The cliched cloud slide. Why does the cloud matter? Provisioning real servers is slow and costly, bureaucratic. Even if final deployment is onsite, cloud is great for prototyping. Scale quickly. Cheaper and more efficient servers. While prototyping you can never be sure what resources you’ll need.
Another cliched slide: agile development. But why does it matter? Talk to clients - end users, not management - understand problems. Build iteratively. Build a system that doesn't require lots of documentation Build iteratively. Respond to change in business, marketplace, technology, capabilities. I
Last design principle: sometimes you need to upgrade your content. Our policy & procedure story. Started thinking how to build tool to deal with existing content. But content was written and organized for an old medium - paper - then pushed to PDF. Redundant, disorganized, mixed together. Once we switched gears, rewrote & improve content, solution was easier to build and better for users.
Now for implementation. AWS: Incredibly flexible and innovative .NET and C#: great framework, language, well accepted in enterprise MSSQL: good for non-RDF needs, well accepted in enterprise, SQL Express is free Stardog: great RDF database, fast and easy to use dotNetRDF: open source, talk to Stardog with ease
.NET is our platform but what about a foundation? Build or buy? Lots of debate and procrastination. All choices required similar development times Build your own: faster to prototype, most flexible, better ability to innovate Avoid politics of deciding between systems already in place [lotus quickr, teamsite, sharepoint] Generic .NET solution moves easily into whatever framework customer has/wants
One of our biggest problem was overcomplicating the ontology, e.g. answer questions Define goal : findability. build as you need it Don’t make it complicated, build as you need it. Treat ontology like content not code. build nice tools, prepare for it to change often. Biggest thing of all - don’t talk to users too much ontology (or tech in general). it’s only a means to an end. But selling its value to stakeholders can work.
Initially planned for dynamic menus based on role, but too complicated & unnecessary. Curated top menus based on user research, card sorting, etc worked best. Dynamic sub menus and related content links work. Friendly urls are often forgotten - good for experts, for sharing Beautiful page - UX - layouts - whitespace & margins- improve browsability and user satisfaction.
Don’t delay autocomplete, it improves search dramatically.
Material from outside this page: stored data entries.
//! A data site: committed and tentative values, restrictions, and locks
//!
//! Writes go to `tentative` under an exclusive lock and only reach
//! `committed` on commit. After a recovery every replicated variable is
//! read-restricted until a commit refreshes it, and variables updated
//! elsewhere while the site was down may be write-restricted.

use repcrec_concurrency::LockManager;
use repcrec_core::{SiteDump, SiteId, Timestamp, TxnId, Value, VarId};
use std::collections::{BTreeMap, BTreeSet};
use std::fmt;
use thiserror::Error;
use tracing::{debug, info};

/// Whether a site is serving requests
#[derive(Debug, Clone, Copy, PartialEq, Eq)]
pub enum SiteStatus {
    /// Serving reads and writes
    Up,
    /// Failed; refuses everything
    Down,
}

impl fmt::Display for SiteStatus {
    fn fmt(&self, f: &mut fmt::Formatter<'_>) -> fmt::Result {
        match self {
            SiteStatus::Up => write!(f, "UP"),
            SiteStatus::Down => write!(f, "DOWN"),
        }
    }
}

/// Why a site refused to serve an access
#[derive(Debug, Clone, Copy, PartialEq, Eq, Error)]
pub enum SiteError {
    /// The site is down
    #[error("site {0} is down")]
    Down(SiteId),
    /// The site holds no copy of the variable
    #[error("site {site} does not hold {var}")]
    NotHosted {
        /// Site
        site: SiteId,
        /// Variable
        var: VarId,
    },
    /// The local copy is stale since recovery
    #[error("{var} at site {site} is unreadable until refreshed")]
    ReadRestricted {
        /// Site
        site: SiteId,
        /// Variable
        var: VarId,
    },
    /// The site refuses writes until refreshed
    #[error("{var} at site {site} refuses writes until refreshed")]
    WriteRestricted {
        /// Site
        site: SiteId,
        /// Variable
        var: VarId,
    },
}

/// Result of a read the site agreed to serve
#[derive(Debug, Clone, Copy, PartialEq, Eq)]
pub enum ReadOutcome {
    /// Lock granted; the value visible to the reader
    Value(Value),
    /// Another transaction holds the exclusive lock
    Blocked(TxnId),
}

/// Result of a write the site agreed to consider
#[derive(Debug, Clone, PartialEq, Eq)]
pub enum WriteOutcome {
    /// Stored as the tentative value
    Applied,
    /// Denied; these transactions hold conflicting locks
    Blocked(BTreeSet<TxnId>),
}

/// One site of the replicated store
#[derive(Debug, Clone)]
pub struct Site {
    id: SiteId,
    num_sites: u32,
    num_variables: u32,
    status: SiteStatus,
    failed_time: Timestamp,
    committed: BTreeMap<VarId, Value>,
    tentative: BTreeMap<VarId, Value>,
    read_restricted: BTreeSet<VarId>,
    write_restricted: BTreeSet<VarId>,
    locks: LockManager,
}

impl Site {
    /// Create an UP site seeded with default values
    pub fn new(id: SiteId, num_sites: u32, num_variables: u32) -> Self {
        let mut site = Self {
            id,
            num_sites,
            num_variables,
            status: SiteStatus::Up,
            failed_time: 0,
            committed: BTreeMap::new(),
            tentative: BTreeMap::new(),
            read_restricted: BTreeSet::new(),
            write_restricted: BTreeSet::new(),
            locks: LockManager::new(),
        };
        site.initialize();
        site
    }

    /// Seed `committed` with the default value of every hosted variable
    ///
    /// Overwrites whatever was committed before.
    pub fn initialize(&mut self) {
        for var in (1..=self.num_variables).map(VarId) {
            if var.resides_at(self.id, self.num_sites) {
                self.committed.insert(var, var.default_value());
            }
        }
    }

    /// Site id
    pub fn id(&self) -> SiteId {
        self.id
    }

    /// Current status
    pub fn status(&self) -> SiteStatus {
        self.status
    }

    /// True when UP
    pub fn is_up(&self) -> bool {
        self.status == SiteStatus::Up
    }

    /// Logical time of the most recent failure, 0 if never failed
    pub fn failed_time(&self) -> Timestamp {
        self.failed_time
    }

    /// Whether the site holds a committed copy of `var`
    pub fn hosts(&self, var: VarId) -> bool {
        self.committed.contains_key(&var)
    }

    /// Committed value of `var`
    pub fn committed(&self, var: VarId) -> Option<Value> {
        self.committed.get(&var).copied()
    }

    /// Ordered copy of every committed value
    pub fn committed_snapshot(&self) -> BTreeMap<VarId, Value> {
        self.committed.clone()
    }

    /// Uncommitted value of `var`
    pub fn tentative(&self, var: VarId) -> Option<Value> {
        self.tentative.get(&var).copied()
    }

    /// Whether an uncommitted value of `var` is present
    pub fn has_tentative(&self, var: VarId) -> bool {
        self.tentative.contains_key(&var)
    }

    /// Whether `var` is unreadable here until refreshed
    pub fn is_read_restricted(&self, var: VarId) -> bool {
        self.read_restricted.contains(&var)
    }

    /// Whether `var` refuses writes here until refreshed
    pub fn is_write_restricted(&self, var: VarId) -> bool {
        self.write_restricted.contains(&var)
    }

    /// Refuse writes to `var` until refreshed
    pub fn restrict_write(&mut self, var: VarId) {
        debug!(target: "repcrec::site", site = %self.id, %var, "Write restricted");
        self.write_restricted.insert(var);
    }

    /// Lift a write restriction
    pub fn lift_write_restriction(&mut self, var: VarId) {
        self.write_restricted.remove(&var);
    }

    /// Lock table of this site
    pub fn locks(&self) -> &LockManager {
        &self.locks
    }

    /// Committed values that a reader may see, in index order
    pub fn readable_values(&self) -> impl Iterator<Item = (VarId, Value)> + '_ {
        self.committed
            .iter()
            .filter(|(var, _)| !self.read_restricted.contains(var))
            .map(|(var, value)| (*var, *value))
    }

    /// Read `var` on behalf of `txn`
    ///
    /// A transaction holding the exclusive lock reads its own tentative
    /// value.
    pub fn read(&mut self, txn: TxnId, var: VarId) -> Result<ReadOutcome, SiteError> {
        let committed = self.check_available(var)?;
        if self.read_restricted.contains(&var) {
            return Err(SiteError::ReadRestricted { site: self.id, var });
        }
        match self.locks.request_read(txn, var) {
            Some(holder) if holder != txn => Ok(ReadOutcome::Blocked(holder)),
            Some(_) => Ok(ReadOutcome::Value(
                self.tentative.get(&var).copied().unwrap_or(committed),
            )),
            None => Ok(ReadOutcome::Value(committed)),
        }
    }

    /// Write `value` to `var` on behalf of `txn`
    ///
    /// A shared lock held by `txn` alone is promoted in place.
    pub fn write(&mut self, txn: TxnId, var: VarId, value: Value) -> Result<WriteOutcome, SiteError> {
        self.check_available(var)?;
        if self.write_restricted.contains(&var) {
            return Err(SiteError::WriteRestricted { site: self.id, var });
        }
        let mut holders = self.locks.request_write(txn, var);
        if holders.len() == 1 && holders.contains(&txn) {
            self.locks.promote(txn, var);
            holders.clear();
        }
        if holders.is_empty() {
            self.tentative.insert(var, value);
            Ok(WriteOutcome::Applied)
        } else {
            Ok(WriteOutcome::Blocked(holders))
        }
    }

    /// Release `txn`'s locks and roll back its tentative writes
    pub fn abort(&mut self, txn: TxnId) {
        for var in self.locks.release(txn) {
            self.tentative.remove(&var);
            self.write_restricted.remove(&var);
        }
    }

    /// Release `txn`'s locks and install its tentative writes
    ///
    /// Only values of `affected` written under `txn`'s own exclusive lock are
    /// installed; tentative values left by a write that never completed are
    /// dropped. Installing a value makes the copy readable again.
    pub fn commit(&mut self, txn: TxnId, affected: &BTreeSet<VarId>) {
        for var in self.locks.release(txn) {
            let Some(value) = self.tentative.remove(&var) else {
                continue;
            };
            if affected.contains(&var) {
                self.committed.insert(var, value);
                self.read_restricted.remove(&var);
            }
        }
        for var in affected {
            self.write_restricted.remove(var);
        }
    }

    /// Install a value committed elsewhere while this copy was stale
    pub fn refresh(&mut self, var: VarId, value: Value) {
        if !self.hosts(var) {
            return;
        }
        debug!(target: "repcrec::site", site = %self.id, %var, value, "Replica refreshed");
        self.committed.insert(var, value);
        self.read_restricted.remove(&var);
        self.write_restricted.remove(&var);
    }

    /// Take the site down at logical time `time`
    ///
    /// Returns false (and changes nothing) if it was already down.
    pub fn fail(&mut self, time: Timestamp) -> bool {
        if self.status == SiteStatus::Down {
            return false;
        }
        self.locks.release_all();
        self.tentative.clear();
        self.status = SiteStatus::Down;
        self.failed_time = time;
        info!(target: "repcrec::site", site = %self.id, time, "Site failed");
        true
    }

    /// Bring the site back up
    ///
    /// Re-seeds default values and read-restricts every replicated variable.
    /// Returns false (and changes nothing) if it was already up.
    pub fn recover(&mut self) -> bool {
        if self.status == SiteStatus::Up {
            return false;
        }
        self.initialize();
        self.read_restricted = self
            .committed
            .keys()
            .copied()
            .filter(|var| var.is_replicated())
            .collect();
        self.status = SiteStatus::Up;
        info!(target: "repcrec::site", site = %self.id, "Site recovered");
        true
    }

    /// Committed values in index order
    pub fn dump(&self) -> SiteDump {
        SiteDump {
            site: self.id,
            values: self.committed.iter().map(|(var, value)| (*var, *value)).collect(),
        }
    }

    fn check_available(&self, var: VarId) -> Result<Value, SiteError> {
        if self.status == SiteStatus::Down {
            return Err(SiteError::Down(self.id));
        }
        self.committed
            .get(&var)
            .copied()
            .ok_or(SiteError::NotHosted { site: self.id, var })
    }
}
Take your inputs and “snap them to a grid” to find an answer. Context is important, personalization is important Federation: include all types of results. Adaptive: build in your own analytics early on and use them for self diagnosis and improvement Beautiful results are easier to read.
Tagging: simple approach of picking “subject” (hasSubject) and “audience” (hasAudience) entities from a hierarchical view of select pieces of ontology. Expand to let them choose other relationships ( eg. hasDestination mars) Simple auto tagging recommendations by matching text; add more complex with tools like Open Calais? Inline analytics were very valuable tool for authors and mgmt. Of course, editor has to be great, as should entire admin -- too often ignored.
Must constantly improve - plan and budget for it early on. Start with a basic tool that looks great and has some semantics, prove it, grow it. People are used to constant improvement - internet, cars, etc. Focus on search, navigation, UX and performance.